For some reason they turned to Crais. He nodded stiffly and stepped closer. Some words were exchanged but Crichton was so far out of it that he could have been in another solar system watching it all on his dad's television screen. He watched how tight the mask that was Crais's expression became. He was afraid though he hid it well. What did he have to be afraid of? Part of him felt detached as if it was all happening to someone else. Another part of him was as bright and shiny as a button, catching everything, aware of it all. Crais was now on the right side of the table, eyes glued to Crichton. Close enough to touch if Crichton had been able to move. He could not see the chief surgeon. He had moved with another medtech behind his head. Something weird stirred in his brain, stroking and sucking inside. He felt a sharp pain burrow inside his head and opened his mouth to scream but nothing came out. Crais reached out a hand and touched the tears on his face. As soon as his hand touched him, Crichton felt what Crais felt. It activated the thing that Talyn had inserted in his neck. It calmed him but damn, the pain hurt. It hurt him so much.

<I know but it will pass>

He blinked back more tears as the med techs carefully removed the black strands sticking to his brain like an organic rubbery web, their malicious tendrils invasive and destructive. The bright laser blades of their instruments probed selectively, causing reactions he could not control. His body trembled as they slowly isolated each function, using Crais to tell them what he was feeling, what he was sensing. Crichton realised that Crais must be feeling this just as keenly because his observations were too accurate for guesswork. When the images flashed in his mind, it was Crais who described them. Gently stroking the side of Crichton's face in a soothing motion as he did so. His eyes great liquid pools of understanding. Comradship. It was strange how connected he felt to the former Peace Keeper Captain. How much trust he now placed in those once cruel hands. Would they hurt him again or had his hunger for retribution been sated? He felt Crais chide him gently. His thoughts oddly cariing. <That was another Crais>

<Oh yeah? Then who are you pal? Good twin or bad twin?>

He did not get the reference but it did not matter anyway. Pain swamped him, as deep and debilitating as anything he had ever felt or endured. He closed his eyes and felt it quake through his numbed body, waking parts of him that had been left in isolated agony. Now the pain from limbs and extremeties he had been blissfully divorced from, flooded him and almost shut him down. He was vaguely aware of Crais. His presence. A kind of benevolent protector moving among the sharp edges of pain and blunting their effect. He could not take it away but he could at least help him to bear it. To endure. Gradually his heart started to calm down, the pain now blurry around the edges. He could hear muffled voices that made no sense, could feel vague memories of touch and taste. Why did the air taste metallic? He opened his eyes slowly, images swimming before his eyes. It took him forever to realise he was trying to focus through tears. Crais wiped his eyes with his hand, concern etched onto his austere features. A loving father, a faithful friend. That was a joke. Only he was not laughing. Wondered if he would ever laugh again.
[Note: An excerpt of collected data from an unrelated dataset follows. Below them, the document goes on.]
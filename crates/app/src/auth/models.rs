//! Auth data models.

use std::fmt;

use serde::Serialize;
use uuid::Uuid;
use zeroize::Zeroize;

use crate::auth::{AuthServiceError, provider::IdentityUser};

/// A plaintext password, held only as long as a request needs it.
#[derive(Clone, PartialEq, Eq)]
pub struct Password(String);

impl Password {
    #[must_use]
    pub fn new(password: impl Into<String>) -> Self {
        Self(password.into())
    }

    #[must_use]
    pub fn expose(&self) -> &str {
        &self.0
    }

    #[must_use]
    pub fn is_empty(&self) -> bool {
        self.0.is_empty()
    }
}

impl fmt::Debug for Password {
    fn fmt(&self, f: &mut fmt::Formatter<'_>) -> fmt::Result {
        f.write_str("Password(**redacted**)")
    }
}

impl Drop for Password {
    fn drop(&mut self) {
        self.0.zeroize();
    }
}

/// Email and password sign-in.
#[derive(Debug, Clone)]
pub struct Credentials {
    pub email: String,
    pub password: Password,
}

/// Registration details.
#[derive(Debug, Clone)]
pub struct NewUser {
    pub email: String,
    pub password: Password,
    pub name: String,
}

/// The user behind an accepted access token.
#[derive(Debug, Clone, PartialEq, Eq, Serialize)]
pub struct AuthenticatedUser {
    pub id: Uuid,
    pub email: String,
    pub name: Option<String>,
}

impl TryFrom<IdentityUser> for AuthenticatedUser {
    type Error = AuthServiceError;

    fn try_from(user: IdentityUser) -> Result<Self, Self::Error> {
        let email = user
            .email
            .filter(|email| !email.is_empty())
            .ok_or(AuthServiceError::MissingEmail)?;

        Ok(Self {
            id: user.id,
            email,
            name: user.user_metadata.name,
        })
    }
}

/// Session handed back after login.
#[derive(Debug, Clone, PartialEq, Eq)]
pub struct Session {
    pub access_token: String,
    pub token_type: String,
    pub expires_in: u64,
    pub user: AuthenticatedUser,
}
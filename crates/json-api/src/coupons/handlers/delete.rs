//! Delete Coupon Handler

use std::sync::Arc;

use salvo::{oapi::extract::PathParam, prelude::*};
use uuid::Uuid;

use coupons_app::domain::coupons::records::CouponUuid;

use crate::{
    coupons::errors::into_status_error, extensions::*, responses::MessageResponse, state::State,
};

/// Delete Coupon Handler
#[endpoint(
    tags("coupons"),
    summary = "Delete Coupon",
    security(("bearer_auth" = [])),
    responses(
        (status_code = StatusCode::OK, description = "Coupon deleted"),
        (status_code = StatusCode::NOT_FOUND, description = "Coupon not found"),
        (status_code = StatusCode::BAD_REQUEST, description = "Bad Request"),
        (status_code = StatusCode::INTERNAL_SERVER_ERROR, description = "Internal Server Error"),
    ),
)]
pub(crate) async fn handler(
    coupon: PathParam<Uuid>,
    depot: &mut Depot,
) -> Result<Json<MessageResponse>, StatusError> {
    let state = depot.obtain_or_500::<Arc<State>>()?;
    let coupon = CouponUuid::from_uuid(coupon.into_inner());

    state
        .app
        .coupons
        .delete_coupon(coupon)
        .await
        .map_err(into_status_error)?;

    tracing::info!(coupon_uuid = %coupon, "deleted coupon");

    Ok(Json(MessageResponse::new("Coupon deleted successfully")))
}

#[cfg(test)]
mod tests {
    use salvo::test::{ResponseExt, TestClient};
    use testresult::TestResult;

    use coupons_app::domain::coupons::{CouponsServiceError, MockCouponsService};

    use crate::test_helpers::coupons_service;

    use super::*;

    fn make_service(coupons: MockCouponsService) -> Service {
        coupons_service(coupons, Router::with_path("coupons/{coupon}").delete(handler))
    }

    #[tokio::test]
    async fn test_delete_coupon_success() -> TestResult {
        let uuid = CouponUuid::new();

        let mut coupons = MockCouponsService::new();

        coupons
            .expect_delete_coupon()
            .once()
            .withf(move |coupon| *coupon == uuid)
            .return_once(|_| Ok(()));

        let mut res = TestClient::delete(format!("http://example.com/coupons/{uuid}"))
            .send(&make_service(coupons))
            .await;

        let body: MessageResponse = res.take_json().await?;

        assert_eq!(res.status_code, Some(StatusCode::OK));
        assert_eq!(body.message, "Coupon deleted successfully");

        Ok(())
    }

    #[tokio::test]
    async fn test_delete_coupon_not_found_returns_404() -> TestResult {
        let mut coupons = MockCouponsService::new();

        coupons
            .expect_delete_coupon()
            .once()
            .return_once(|_| Err(CouponsServiceError::NotFound));

        let res = TestClient::delete(format!("http://example.com/coupons/{}", CouponUuid::new()))
            .send(&make_service(coupons))
            .await;

        assert_eq!(res.status_code, Some(StatusCode::NOT_FOUND));

        Ok(())
    }
}
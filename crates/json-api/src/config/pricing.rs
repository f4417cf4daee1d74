//! Pricing Config

use clap::Args;
use rusty_money::{Findable, iso::Currency};

/// Pricing settings.
#[derive(Debug, Args)]
pub struct PricingConfig {
    /// ISO 4217 currency that discount amounts are rounded to
    #[arg(
        long,
        env = "COUPON_CURRENCY",
        default_value = "USD",
        value_parser = parse_currency
    )]
    pub currency: &'static Currency,
}

fn parse_currency(code: &str) -> Result<&'static Currency, String> {
    Currency::find(&code.trim().to_ascii_uppercase())
        .ok_or_else(|| format!("unknown ISO 4217 currency code: {code}"))
}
Crais cradled his cheek and looked at him. Warning him silently that the worst was still to come. <Worse? You mean these guys are just getting warm?>

He nodded and put his free hand on Crichton's shoulder. Before he could wonder why he felt a pain so excruciating that he thought they were slicing the top of his head off. As the pain was refined it triggered images, memories so real, so bright, so solid he could almost touch them. Oh God, he was in the chair again. He shuddered deep, closed his eyes and lost all connection to Crais. All that existed was the chair. Scorpius's leering face taunting him as he increased the pain level. His body spasmed and his mind screamed in agony, trying to block the pain but only able to offer the merest token of resistence.
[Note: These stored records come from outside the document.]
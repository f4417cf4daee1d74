//! Discounts
//!
//! Monetary effect of a coupon that has passed eligibility. Amounts are kept
//! at full decimal precision here; rounding to a currency's minor unit only
//! happens when a discount is presented.

use decimal_percentage::Percentage;
use rust_decimal::{Decimal, RoundingStrategy};
use rusty_money::iso::Currency;
use serde::Serialize;
use thiserror::Error;

use crate::{
    cart::CartContext,
    coupons::{Coupon, CouponKind, CouponTermsError, CouponValue},
};

/// Errors specific to discount calculations.
#[derive(Debug, Clone, PartialEq, Eq, Error)]
pub enum DiscountError {
    /// The coupon terms are out of range.
    #[error(transparent)]
    InvalidTerms(#[from] CouponTermsError),

    /// Percentage calculation overflowed.
    #[error("percentage calculation overflowed")]
    PercentConversion,
}

/// Discount granted by an eligible coupon.
#[derive(Debug, Clone, Copy, PartialEq, Eq, Serialize)]
pub struct Discount {
    /// Coupon kind.
    pub kind: CouponKind,

    /// Raw coupon value: the percent, the amount, or the free item count.
    pub value: Decimal,

    /// Amount taken off the subtotal.
    pub amount: Decimal,
}

impl Discount {
    /// Amount rounded to the minor unit of `currency`.
    #[must_use]
    pub fn rounded_for(&self, currency: &Currency) -> Decimal {
        self.amount
            .round_dp_with_strategy(currency.exponent, RoundingStrategy::MidpointAwayFromZero)
    }
}

/// Calculate the discount `coupon` grants against `cart`.
///
/// Only call this once the coupon has been found eligible.
///
/// # Errors
///
/// Returns an error if the coupon terms are out of range, or the percentage
/// calculation overflows.
pub fn compute_discount(coupon: &Coupon, cart: &CartContext) -> Result<Discount, DiscountError> {
    coupon.validate_amounts()?;

    let subtotal = cart.subtotal();

    let amount = match coupon.value {
        CouponValue::Percentage(percent) => {
            let amount = percent_of(percent, subtotal)?;

            match coupon.max_discount {
                Some(cap) if amount > cap => cap,
                _ => amount,
            }
        }
        CouponValue::FixedAmount(value) => value.min(subtotal),
        // Applied by the caller against shipping cost or priced line items.
        CouponValue::FreeShipping(_) | CouponValue::BuyXGetY(_) => Decimal::ZERO,
    };

    Ok(Discount {
        kind: coupon.kind(),
        value: coupon.value.value(),
        amount,
    })
}

/// Calculate `percent` (0 to 100) of `amount`.
///
/// # Errors
///
/// Returns [`DiscountError::PercentConversion`] if the multiplication
/// overflows.
pub fn percent_of(percent: Decimal, amount: Decimal) -> Result<Decimal, DiscountError> {
    let fraction = percent
        .checked_div(Decimal::ONE_HUNDRED)
        .ok_or(DiscountError::PercentConversion)?;

    // Percentage only exposes its inner decimal through multiplication.
    (Percentage::from(fraction) * Decimal::ONE)
        .checked_mul(amount)
        .ok_or(DiscountError::PercentConversion)
}
//! Test Helpers

use coupons::coupons::{AppliesTo, CouponKind};
use rust_decimal_macros::dec;
use testresult::TestResult;

use crate::domain::coupons::{data::NewCoupon, records::CouponUuid};

/// A 25% off coupon, capped at 50, valid from 2025 until the end of 2099.
pub(crate) fn new_coupon(code: &str) -> TestResult<NewCoupon> {
    Ok(NewCoupon {
        uuid: CouponUuid::new(),
        code: code.to_string(),
        kind: CouponKind::Percentage,
        value: dec!(25),
        min_purchase: None,
        max_discount: Some(dec!(50)),
        valid_from: "2025-01-01T00:00:00Z".parse()?,
        valid_until: "2099-12-31T23:59:59Z".parse()?,
        usage_limit: None,
        is_active: true,
        applies_to: AppliesTo::All,
        applicable_ids: Vec::new(),
    })
}
//! Server Config

use std::net::{IpAddr, Ipv4Addr, SocketAddr};

use clap::Args;

/// Address the HTTP listener binds to.
#[derive(Debug, Args)]
pub struct ServerRuntimeConfig {
    /// Interface to listen on
    #[arg(short = 'H', long, env = "SERVER_HOST", default_value_t = IpAddr::V4(Ipv4Addr::UNSPECIFIED))]
    pub host: IpAddr,

    /// Port to listen on
    #[arg(short, long, env = "SERVER_PORT", default_value_t = 8698)]
    pub port: u16,
}

impl ServerRuntimeConfig {
    #[must_use]
    pub fn socket_addr(&self) -> SocketAddr {
        SocketAddr::new(self.host, self.port)
    }
}
//! Login Handler

use std::{fmt, sync::Arc};

use coupons_app::auth::{Credentials, Password, Session};
use salvo::{
    oapi::{ToSchema, extract::JsonBody},
    prelude::*,
};
use serde::{Deserialize, Serialize};

use crate::{
    auth::{
        errors::into_status_error,
        handlers::{UserResponse, present},
    },
    extensions::*,
    state::State,
};

/// Login Request
#[derive(Serialize, Deserialize, ToSchema)]
pub(crate) struct LoginRequest {
    pub email: Option<String>,
    pub password: Option<String>,
}

impl fmt::Debug for LoginRequest {
    fn fmt(&self, f: &mut fmt::Formatter<'_>) -> fmt::Result {
        f.debug_struct("LoginRequest")
            .field("email", &self.email)
            .finish_non_exhaustive()
    }
}

impl LoginRequest {
    fn into_credentials(self) -> Option<Credentials> {
        Some(Credentials {
            email: present(self.email)?,
            password: Password::new(self.password.filter(|password| !password.is_empty())?),
        })
    }
}

/// Session issued by the identity provider
#[derive(Debug, Serialize, Deserialize, ToSchema)]
#[serde(rename_all = "camelCase")]
pub(crate) struct SessionResponse {
    pub access_token: String,
    pub token_type: String,

    /// Seconds until the access token expires
    pub expires_in: u64,

    pub user: UserResponse,
}

impl From<Session> for SessionResponse {
    fn from(session: Session) -> Self {
        SessionResponse {
            access_token: session.access_token,
            token_type: session.token_type,
            expires_in: session.expires_in,
            user: session.user.into(),
        }
    }
}

/// Logged In Response
#[derive(Debug, Serialize, Deserialize, ToSchema)]
pub(crate) struct LoggedInResponse {
    pub message: String,
    pub session: SessionResponse,
}

/// Login Handler
#[endpoint(
    tags("auth"),
    summary = "Log In",
    responses(
        (status_code = StatusCode::OK, description = "Logged in"),
        (status_code = StatusCode::BAD_REQUEST, description = "Missing email or password"),
        (status_code = StatusCode::UNAUTHORIZED, description = "Invalid email or password"),
        (status_code = StatusCode::INTERNAL_SERVER_ERROR, description = "Internal Server Error"),
    ),
)]
pub(crate) async fn handler(
    json: JsonBody<LoginRequest>,
    depot: &mut Depot,
) -> Result<Json<LoggedInResponse>, StatusError> {
    let state = depot.obtain_or_500::<Arc<State>>()?;

    let credentials = json
        .into_inner()
        .into_credentials()
        .ok_or_else(|| StatusError::bad_request().brief("Email and password are required"))?;

    let session = state
        .app
        .auth
        .login(credentials)
        .await
        .map_err(into_status_error)?;

    Ok(Json(LoggedInResponse {
        message: "Login successful".to_string(),
        session: session.into(),
    }))
}
//! Evaluation
//!
//! Runs the eligibility checks and, for eligible coupons, the discount
//! calculation. Never mutates the coupon; calling it any number of times
//! with the same inputs gives the same result.

use jiff::Timestamp;
use thiserror::Error;

use crate::{
    cart::CartContext,
    coupons::Coupon,
    discounts::{Discount, DiscountError, compute_discount},
    eligibility::{EligibilityOutcome, RejectionReason, check},
};

/// Errors raised by evaluation when its inputs are malformed.
#[derive(Debug, Clone, PartialEq, Eq, Error)]
pub enum EvaluationError {
    /// The coupon terms could not be turned into a discount.
    #[error("invalid input: {0}")]
    InvalidInput(#[from] DiscountError),
}

/// Result of evaluating a coupon against a cart.
#[derive(Debug, Clone, Copy, PartialEq, Eq)]
pub enum Evaluation {
    /// The coupon can be used and grants this discount.
    Valid(Discount),

    /// The coupon cannot be used.
    Rejected(RejectionReason),
}

impl Evaluation {
    /// Whether the coupon can be used.
    pub fn is_valid(&self) -> bool {
        matches!(self, Self::Valid(_))
    }

    /// The discount, when valid.
    pub fn discount(&self) -> Option<&Discount> {
        match self {
            Self::Valid(discount) => Some(discount),
            Self::Rejected(_) => None,
        }
    }

    /// The rejection reason, when rejected.
    pub fn rejection(&self) -> Option<RejectionReason> {
        match self {
            Self::Valid(_) => None,
            Self::Rejected(reason) => Some(*reason),
        }
    }
}

/// Evaluate `coupon` against `cart` at `now`.
///
/// # Errors
///
/// Returns [`EvaluationError::InvalidInput`] if an eligible coupon has terms
/// that cannot produce a discount.
pub fn evaluate(
    coupon: &Coupon,
    cart: &CartContext,
    now: Timestamp,
) -> Result<Evaluation, EvaluationError> {
    match check(coupon, cart, now) {
        EligibilityOutcome::Rejected(reason) => Ok(Evaluation::Rejected(reason)),
        EligibilityOutcome::Eligible => Ok(Evaluation::Valid(compute_discount(coupon, cart)?)),
    }
}

#[cfg(test)]
mod tests {
    use rust_decimal_macros::dec;
    use smallvec::smallvec;
    use testresult::TestResult;
    use uuid::Uuid;

    use crate::coupons::{AppliesTo, CouponKind, CouponTermsError, CouponValue};

    use super::*;

    fn coupon(value: CouponValue) -> TestResult<Coupon> {
        Ok(Coupon {
            id: Uuid::nil(),
            code: "WELCOME".to_string(),
            value,
            min_purchase: None,
            max_discount: None,
            valid_from: "2025-01-01T00:00:00Z".parse()?,
            valid_until: "2025-12-31T00:00:00Z".parse()?,
            usage_limit: None,
            usage_count: 0,
            is_active: true,
            applies_to: AppliesTo::All,
            applicable_ids: smallvec![],
        })
    }

    #[test]
    fn valid_evaluation_exposes_the_discount() -> TestResult {
        let coupon = coupon(CouponValue::FixedAmount(dec!(10)))?;
        let cart = CartContext::new(dec!(50), ["1"])?;

        let evaluation = evaluate(&coupon, &cart, "2025-06-01T00:00:00Z".parse()?)?;

        assert!(evaluation.is_valid(), "expected a valid evaluation");
        assert_eq!(evaluation.rejection(), None);
        assert_eq!(
            evaluation.discount(),
            Some(&Discount {
                kind: CouponKind::FixedAmount,
                value: dec!(10),
                amount: dec!(10),
            })
        );

        Ok(())
    }

    #[test]
    fn rejected_evaluation_exposes_the_reason() -> TestResult {
        let coupon = coupon(CouponValue::FixedAmount(dec!(10)))?;
        let cart = CartContext::new(dec!(50), ["1"])?;

        let evaluation = evaluate(&coupon, &cart, "2026-06-01T00:00:00Z".parse()?)?;

        assert!(!evaluation.is_valid(), "expected a rejected evaluation");
        assert_eq!(evaluation.discount(), None);
        assert_eq!(evaluation.rejection(), Some(RejectionReason::OutsideWindow));

        Ok(())
    }

    #[test]
    fn invalid_terms_surface_as_invalid_input() -> TestResult {
        let coupon = coupon(CouponValue::Percentage(dec!(101)))?;
        let cart = CartContext::new(dec!(50), ["1"])?;

        let result = evaluate(&coupon, &cart, "2025-06-01T00:00:00Z".parse()?);

        assert_eq!(
            result,
            Err(EvaluationError::InvalidInput(DiscountError::InvalidTerms(
                CouponTermsError::PercentageOutOfRange
            )))
        );

        Ok(())
    }

    #[test]
    fn invalid_terms_are_not_reported_for_inactive_coupons() -> TestResult {
        let mut coupon = coupon(CouponValue::Percentage(dec!(101)))?;

        coupon.is_active = false;

        let cart = CartContext::new(dec!(50), ["1"])?;
        let evaluation = evaluate(&coupon, &cart, "2025-06-01T00:00:00Z".parse()?)?;

        assert_eq!(evaluation, Evaluation::Rejected(RejectionReason::Inactive));

        Ok(())
    }
}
*You will tell me what I want to know*

<Yeah. Pity I don't know anything>

The pain sliced deeper, pieces of his life cut out and passing before his mind's eye in a painful blur that made him feel sick and dizzy. Tears poured down a face numb of everything but the pain. He would have passed out but the med techs used Crais to help keep him conscious. The thing Talyn had inserted into him preventing the intensity of sensations from overloading his system completely as the individual sections of his own private hell were assembled for him to relive. He felt raw as if every nerve in his body had been fried and liquified in a bright seering stream of fire. Then the intensity changed, subsiding. The images moved on. Images of his father. DK. The lift off of Farscape 1. A dozen different aliens plucked from his memory seemingly at random. The Ancients telling him he was being given the wormhole technology that would get him home but telling him he was not yet ready for it. Images of Aeryn Sun. His heart fibrilated with fresh pain, emotions torn without anaesthetic straight from his heart. <Aeryn> Fresh tears fell from eyes that could no longer see. His ship coming down wheel first to pierce the canopy of her prowler. Compromising the integrity of her ship, driving her down towards the water as she lost power and control. The chip in his head betraying him, betraying his friends, bringing him back to Scorpius.

* * * * *

Aeryn was furious. "What do you mean we've lost them? How can Moya lose them?"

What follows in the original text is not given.